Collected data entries
--

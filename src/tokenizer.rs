//! Delimited text tokenizer with multi-character delimiters and enclosures.
//!
//! [`DelimitedLineTokenizer`] scans a decoded character stream and yields one
//! [`TokenizedRow`] per logical record. A record normally ends at a line
//! terminator (`\n`, `\r\n` or a lone `\r`), but inside an enclosed field the
//! delimiter and line terminators are ordinary content.
//!
//! # Scanning rules
//!
//! - At the start of a field, a full match of the enclosure token opens an
//!   enclosed field. The token itself is not part of the value. When the
//!   delimiter is longer than the enclosure, the delimiter is tried first.
//! - An enclosed field runs until the next enclosure token. Two enclosure tokens
//!   in a row stand for one literal enclosure token (`"a""b"` reads `a"b`).
//! - Text between a closing enclosure and the next delimiter is kept literally.
//! - A multi-character enclosure only counts when it matches in full; partial
//!   matches are literal content.
//! - Lines with no characters at all produce no record.
//! - The last record does not need a trailing line terminator.
//! - Input ending inside an enclosed field is reported as
//!   [`TokenizeError::UnterminatedEnclosure`] and ends the scan.
//!
//! # Example
//!
//! ```
//! use rowpipe::tokenizer::{DelimitedLineTokenizer, TokenizerConfig};
//!
//! let config = TokenizerConfig::new(";", "\"!");
//! let rows: Vec<Vec<String>> = DelimitedLineTokenizer::from_str("\"!a;b\"!;c\n", &config)?
//!     .map(|r| r.map(|r| r.fields))
//!     .collect::<Result<_, _>>()?;
//! assert_eq!(rows, vec![vec!["a;b".to_string(), "c".to_string()]]);
//! # Ok::<(), rowpipe::error::TokenizeError>(())
//! ```

use crate::error::TokenizeError;
use serde::{Deserialize, Serialize};
use std::collections::VecDeque;
use std::io::{self, BufRead};
use std::iter::FusedIterator;
use std::str::Chars;

/// Delimiter and enclosure tokens for a [`DelimitedLineTokenizer`].
#[derive(Clone, Debug, PartialEq, Eq, Serialize, Deserialize)]
#[serde(default)]
pub struct TokenizerConfig {
    /// Field separator; must not be empty.
    pub delimiter: String,
    /// Field enclosure; an empty string means fields are never enclosed.
    pub enclosure: String,
}

impl Default for TokenizerConfig {
    fn default() -> Self {
        Self {
            delimiter: ";".to_string(),
            enclosure: "\"".to_string(),
        }
    }
}

impl TokenizerConfig {
    pub fn new<D: Into<String>, E: Into<String>>(delimiter: D, enclosure: E) -> Self {
        Self {
            delimiter: delimiter.into(),
            enclosure: enclosure.into(),
        }
    }

    /// Check the tokens can drive a scan.
    ///
    /// # Errors
    /// [`TokenizeError::InvalidConfig`] if the delimiter is empty.
    pub fn validate(&self) -> Result<(), TokenizeError> {
        if self.delimiter.is_empty() {
            return Err(TokenizeError::InvalidConfig(
                "delimiter must not be empty".into(),
            ));
        }
        Ok(())
    }
}

/// One record's raw field values plus the line it started on (1-based).
#[derive(Clone, Debug, PartialEq, Eq)]
pub struct TokenizedRow {
    pub line: u64,
    pub fields: Vec<String>,
}

/// Character source over a string slice.
pub type StrChars<'a> = std::iter::Map<Chars<'a>, fn(char) -> io::Result<char>>;

/// Decodes a [`BufRead`] as UTF-8, one line at a time, into characters.
pub struct ReaderChars<R> {
    reader: R,
    buf: String,
    pos: usize,
}

impl<R: BufRead> ReaderChars<R> {
    pub fn new(reader: R) -> Self {
        Self {
            reader,
            buf: String::new(),
            pos: 0,
        }
    }
}

impl<R: BufRead> Iterator for ReaderChars<R> {
    type Item = io::Result<char>;

    fn next(&mut self) -> Option<Self::Item> {
        if self.pos >= self.buf.len() {
            self.buf.clear();
            self.pos = 0;
            match self.reader.read_line(&mut self.buf) {
                Ok(0) => return None,
                Ok(_) => {}
                Err(e) => return Some(Err(e)),
            }
        }
        let c = self.buf[self.pos..].chars().next()?;
        self.pos += c.len_utf8();
        Some(Ok(c))
    }
}

/// Lookahead buffer over a fallible character source, tracking line numbers.
struct Cursor<I> {
    chars: I,
    lookahead: VecDeque<char>,
    line: u64,
    after_cr: bool,
}

impl<I: Iterator<Item = io::Result<char>>> Cursor<I> {
    /// Ensure at least `n` characters are buffered; `false` if input ends first.
    fn fill(&mut self, n: usize) -> Result<bool, TokenizeError> {
        while self.lookahead.len() < n {
            match self.chars.next() {
                Some(Ok(c)) => self.lookahead.push_back(c),
                Some(Err(source)) => {
                    return Err(TokenizeError::Io {
                        line: self.line,
                        source,
                    });
                }
                None => return Ok(false),
            }
        }
        Ok(true)
    }

    fn starts_with(&mut self, token: &[char]) -> Result<bool, TokenizeError> {
        if !self.fill(token.len())? {
            return Ok(false);
        }
        Ok(self.lookahead.iter().zip(token).all(|(a, b)| a == b))
    }

    /// Length of the line terminator at the cursor, if one is there.
    fn line_end(&mut self) -> Result<Option<usize>, TokenizeError> {
        if !self.fill(1)? {
            return Ok(None);
        }
        match self.lookahead[0] {
            '\n' => Ok(Some(1)),
            '\r' => {
                if self.fill(2)? && self.lookahead[1] == '\n' {
                    Ok(Some(2))
                } else {
                    Ok(Some(1))
                }
            }
            _ => Ok(None),
        }
    }

    fn next_char(&mut self) -> Result<Option<char>, TokenizeError> {
        if !self.fill(1)? {
            return Ok(None);
        }
        let c = self.lookahead.pop_front();
        if let Some(c) = c {
            match c {
                '\r' => self.line += 1,
                '\n' if !self.after_cr => self.line += 1,
                _ => {}
            }
            self.after_cr = c == '\r';
        }
        Ok(c)
    }

    fn skip(&mut self, n: usize) -> Result<(), TokenizeError> {
        for _ in 0..n {
            self.next_char()?;
        }
        Ok(())
    }
}

enum FieldEnd {
    Delimiter,
    Row,
}

/// Lazy, fused iterator of records over a character stream.
///
/// Each item is either a [`TokenizedRow`] or the error that ended the scan;
/// after an error the iterator yields nothing more.
pub struct DelimitedLineTokenizer<I> {
    cursor: Cursor<I>,
    delimiter: Box<[char]>,
    enclosure: Option<Box<[char]>>,
    finished: bool,
}

impl<'a> DelimitedLineTokenizer<StrChars<'a>> {
    /// Tokenize an in-memory string.
    ///
    /// # Errors
    /// See [`TokenizerConfig::validate`].
    pub fn from_str(input: &'a str, config: &TokenizerConfig) -> Result<Self, TokenizeError> {
        let chars: StrChars<'a> = input.chars().map(Ok as fn(char) -> io::Result<char>);
        Self::new(chars, config)
    }
}

impl<R: BufRead> DelimitedLineTokenizer<ReaderChars<R>> {
    /// Tokenize UTF-8 text from a buffered reader.
    ///
    /// # Errors
    /// See [`TokenizerConfig::validate`].
    pub fn from_reader(reader: R, config: &TokenizerConfig) -> Result<Self, TokenizeError> {
        Self::new(ReaderChars::new(reader), config)
    }
}

impl<I: Iterator<Item = io::Result<char>>> DelimitedLineTokenizer<I> {
    /// Tokenize an arbitrary character source.
    ///
    /// # Errors
    /// See [`TokenizerConfig::validate`].
    pub fn new(chars: I, config: &TokenizerConfig) -> Result<Self, TokenizeError> {
        config.validate()?;
        let enclosure = if config.enclosure.is_empty() {
            None
        } else {
            Some(config.enclosure.chars().collect())
        };
        Ok(Self {
            cursor: Cursor {
                chars,
                lookahead: VecDeque::new(),
                line: 1,
                after_cr: false,
            },
            delimiter: config.delimiter.chars().collect(),
            enclosure,
            finished: false,
        })
    }

    /// Current 1-based line of the scan position.
    #[must_use]
    pub fn line(&self) -> u64 {
        self.cursor.line
    }

    fn next_row(&mut self) -> Result<Option<TokenizedRow>, TokenizeError> {
        loop {
            if !self.cursor.fill(1)? {
                return Ok(None);
            }
            match self.cursor.line_end()? {
                Some(n) => self.cursor.skip(n)?,
                None => break,
            }
        }

        let line = self.cursor.line;
        let mut fields = Vec::new();
        loop {
            let (value, end) = self.scan_field()?;
            fields.push(value);
            if let FieldEnd::Row = end {
                break;
            }
        }
        Ok(Some(TokenizedRow { line, fields }))
    }

    fn scan_field(&mut self) -> Result<(String, FieldEnd), TokenizeError> {
        let mut value = String::new();

        if let Some(enclosure) = &self.enclosure {
            if enclosure.len() < self.delimiter.len() && self.cursor.starts_with(&self.delimiter)? {
                self.cursor.skip(self.delimiter.len())?;
                return Ok((value, FieldEnd::Delimiter));
            }
            if self.cursor.starts_with(enclosure)? {
                let opened_on = self.cursor.line;
                self.cursor.skip(enclosure.len())?;
                loop {
                    if self.cursor.starts_with(enclosure)? {
                        self.cursor.skip(enclosure.len())?;
                        if !self.cursor.starts_with(enclosure)? {
                            break;
                        }
                        self.cursor.skip(enclosure.len())?;
                        value.extend(enclosure.iter());
                        continue;
                    }
                    match self.cursor.next_char()? {
                        Some(c) => value.push(c),
                        None => return Err(TokenizeError::UnterminatedEnclosure { line: opened_on }),
                    }
                }
            }
        }

        loop {
            if self.cursor.starts_with(&self.delimiter)? {
                self.cursor.skip(self.delimiter.len())?;
                return Ok((value, FieldEnd::Delimiter));
            }
            if let Some(n) = self.cursor.line_end()? {
                self.cursor.skip(n)?;
                return Ok((value, FieldEnd::Row));
            }
            match self.cursor.next_char()? {
                Some(c) => value.push(c),
                None => return Ok((value, FieldEnd::Row)),
            }
        }
    }
}

impl<I: Iterator<Item = io::Result<char>>> Iterator for DelimitedLineTokenizer<I> {
    type Item = Result<TokenizedRow, TokenizeError>;

    fn next(&mut self) -> Option<Self::Item> {
        if self.finished {
            return None;
        }
        match self.next_row() {
            Ok(Some(row)) => Some(Ok(row)),
            Ok(None) => {
                self.finished = true;
                None
            }
            Err(e) => {
                self.finished = true;
                Some(Err(e))
            }
        }
    }
}

impl<I: Iterator<Item = io::Result<char>>> FusedIterator for DelimitedLineTokenizer<I> {}
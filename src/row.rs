//! Rows, values and row shapes.
//!
//! A [`Row`] is a positional tuple of [`Value`]s. Its meaning (names and types)
//! lives in a separate, immutable [`RowShape`] shared by every row that flows
//! through one connection, so rows themselves stay small and cheap to clone.

use chrono::NaiveDateTime;
use ordered_float::OrderedFloat;
use serde::{Deserialize, Serialize};
use std::fmt;
use std::sync::Arc;

/// The type of a field in a [`RowShape`].
#[derive(Clone, Copy, Debug, PartialEq, Eq, Hash, Serialize, Deserialize, Default)]
#[serde(rename_all = "lowercase")]
pub enum ValueType {
    #[default]
    String,
    Integer,
    Number,
    Boolean,
    Date,
}

impl ValueType {
    /// The value a missing or empty field takes for this type.
    #[must_use]
    pub fn empty_value(self) -> Value {
        match self {
            ValueType::String => Value::String(String::new()),
            _ => Value::Null,
        }
    }
}

impl fmt::Display for ValueType {
    fn fmt(&self, f: &mut fmt::Formatter<'_>) -> fmt::Result {
        let s = match self {
            ValueType::String => "String",
            ValueType::Integer => "Integer",
            ValueType::Number => "Number",
            ValueType::Boolean => "Boolean",
            ValueType::Date => "Date",
        };
        f.write_str(s)
    }
}

/// A single typed value.
#[derive(Clone, Debug, PartialEq, Eq, Hash, Serialize, Deserialize)]
#[serde(untagged)]
pub enum Value {
    Null,
    Boolean(bool),
    Integer(i64),
    Number(OrderedFloat<f64>),
    Date(NaiveDateTime),
    String(String),
}

impl Value {
    /// Shorthand for a string value.
    pub fn text<S: Into<String>>(s: S) -> Self {
        Value::String(s.into())
    }

    #[must_use]
    pub fn is_null(&self) -> bool {
        matches!(self, Value::Null)
    }

    /// Borrow the string payload, if this is a string value.
    #[must_use]
    pub fn as_str(&self) -> Option<&str> {
        match self {
            Value::String(s) => Some(s),
            _ => None,
        }
    }

    #[must_use]
    pub fn as_i64(&self) -> Option<i64> {
        match self {
            Value::Integer(v) => Some(*v),
            _ => None,
        }
    }

    #[must_use]
    pub fn as_f64(&self) -> Option<f64> {
        match self {
            Value::Number(v) => Some(v.0),
            Value::Integer(v) => Some(*v as f64),
            _ => None,
        }
    }
}

/// Renders the value the way text output stages write it. `Null` renders empty.
impl fmt::Display for Value {
    fn fmt(&self, f: &mut fmt::Formatter<'_>) -> fmt::Result {
        match self {
            Value::Null => Ok(()),
            Value::Boolean(b) => write!(f, "{}", if *b { "Y" } else { "N" }),
            Value::Integer(v) => write!(f, "{v}"),
            Value::Number(v) => write!(f, "{}", v.0),
            Value::Date(d) => write!(f, "{}", d.format("%Y/%m/%d %H:%M:%S%.3f")),
            Value::String(s) => f.write_str(s),
        }
    }
}

impl From<&str> for Value {
    fn from(s: &str) -> Self {
        Value::String(s.to_string())
    }
}

impl From<String> for Value {
    fn from(s: String) -> Self {
        Value::String(s)
    }
}

impl From<i64> for Value {
    fn from(v: i64) -> Self {
        Value::Integer(v)
    }
}

impl From<f64> for Value {
    fn from(v: f64) -> Self {
        Value::Number(OrderedFloat(v))
    }
}

impl From<bool> for Value {
    fn from(v: bool) -> Self {
        Value::Boolean(v)
    }
}

/// An ordered, fixed-length tuple of values.
pub type Row = Vec<Value>;

/// Name and type of one field in a [`RowShape`].
#[derive(Clone, Debug, PartialEq, Eq, Serialize, Deserialize)]
pub struct FieldMeta {
    pub name: String,
    pub value_type: ValueType,
}

impl FieldMeta {
    pub fn new<S: Into<String>>(name: S, value_type: ValueType) -> Self {
        Self {
            name: name.into(),
            value_type,
        }
    }
}

/// Immutable field layout shared by all rows of one connection.
///
/// Cloning is cheap; the field list is reference counted.
#[derive(Clone, Debug, PartialEq, Eq, Default)]
pub struct RowShape {
    fields: Arc<[FieldMeta]>,
}

impl RowShape {
    pub fn new(fields: Vec<FieldMeta>) -> Self {
        Self {
            fields: fields.into(),
        }
    }

    #[must_use]
    pub fn len(&self) -> usize {
        self.fields.len()
    }

    #[must_use]
    pub fn is_empty(&self) -> bool {
        self.fields.is_empty()
    }

    #[must_use]
    pub fn fields(&self) -> &[FieldMeta] {
        &self.fields
    }

    /// Position of the field called `name`, if any.
    #[must_use]
    pub fn index_of(&self, name: &str) -> Option<usize> {
        self.fields.iter().position(|f| f.name == name)
    }

    /// A new shape with `extra` appended after the existing fields.
    #[must_use]
    pub fn extended(&self, extra: impl IntoIterator<Item = FieldMeta>) -> Self {
        let mut fields = self.fields.to_vec();
        fields.extend(extra);
        Self::new(fields)
    }

    /// Field names in order, as used for header lines.
    pub fn names(&self) -> impl Iterator<Item = &str> {
        self.fields.iter().map(|f| f.name.as_str())
    }
}
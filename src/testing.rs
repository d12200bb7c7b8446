//! Helpers for testing pipelines and stages.
//!
//! Fixtures on disk live in a [`TempDirPath`] that is removed when dropped;
//! in-memory helpers build rows, tokenize text and drain queues.
//!
//! ```
//! use rowpipe::testing::{TempDirPath, write_temp_file, text_row};
//!
//! let dir = TempDirPath::new()?;
//! let path = write_temp_file(&dir, "in.csv", "a;b\n")?;
//! assert!(path.exists());
//! assert_eq!(text_row(&["a", "b"]).len(), 2);
//! # Ok::<(), anyhow::Error>(())
//! ```

use crate::error::QueueError;
use crate::queue::RowQueue;
use crate::row::{Row, Value};
use crate::tokenizer::{DelimitedLineTokenizer, TokenizedRow, TokenizerConfig};
use anyhow::{Context, Result};
use std::fmt::Debug;
use std::fs;
use std::path::{Path, PathBuf};
use tempfile::TempDir;

/// A temporary directory that is deleted when dropped.
pub struct TempDirPath {
    temp_dir: TempDir,
}

impl TempDirPath {
    /// # Errors
    /// Returns an error if the directory cannot be created.
    pub fn new() -> std::io::Result<Self> {
        Ok(Self {
            temp_dir: TempDir::new()?,
        })
    }

    #[must_use]
    pub fn path(&self) -> &Path {
        self.temp_dir.path()
    }

    /// A path for `filename` inside this directory.
    #[must_use]
    pub fn file_path(&self, filename: &str) -> PathBuf {
        self.path().join(filename)
    }
}

/// Write `contents` to `filename` inside `dir` and return its path.
///
/// # Errors
/// Returns an error if the file cannot be written.
pub fn write_temp_file(dir: &TempDirPath, filename: &str, contents: impl AsRef<[u8]>) -> Result<PathBuf> {
    let path = dir.file_path(filename);
    fs::write(&path, contents).with_context(|| format!("write {}", path.display()))?;
    Ok(path)
}

/// A row of string values.
#[must_use]
pub fn text_row(values: &[&str]) -> Row {
    values.iter().map(|v| Value::text(*v)).collect()
}

/// Tokenize all of `text`, returning the field lists.
///
/// # Errors
/// The first tokenizer error.
pub fn tokenize_all(text: &str, config: &TokenizerConfig) -> Result<Vec<Vec<String>>> {
    Ok(DelimitedLineTokenizer::from_str(text, config)?
        .map(|r| r.map(|r: TokenizedRow| r.fields))
        .collect::<Result<_, _>>()?)
}

/// Drain `queue` with blocking reads until it is empty and done.
///
/// # Errors
/// [`QueueError::Cancelled`] if the queue's stop signal fires.
pub fn collect_rows(queue: &RowQueue) -> Result<Vec<Row>, QueueError> {
    let mut rows = Vec::new();
    while let Some(row) = queue.get_blocking()? {
        rows.push(row);
    }
    Ok(rows)
}

/// Assert that two row lists are equal, reporting the first differing index.
///
/// # Panics
/// If the lists differ in length or content.
pub fn assert_rows_equal<T: Debug + PartialEq>(actual: &[T], expected: &[T]) {
    assert_eq!(
        actual.len(),
        expected.len(),
        "row count mismatch:\n  expected: {expected:?}\n  actual: {actual:?}"
    );
    for (i, (a, e)) in actual.iter().zip(expected).enumerate() {
        assert_eq!(a, e, "row mismatch at index {i}");
    }
}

--

** WHAT YOU NEED TO DO **
Each line of the entries that holds "Returns" should be counted, and only the total given.

** ANSWER BELOW **
2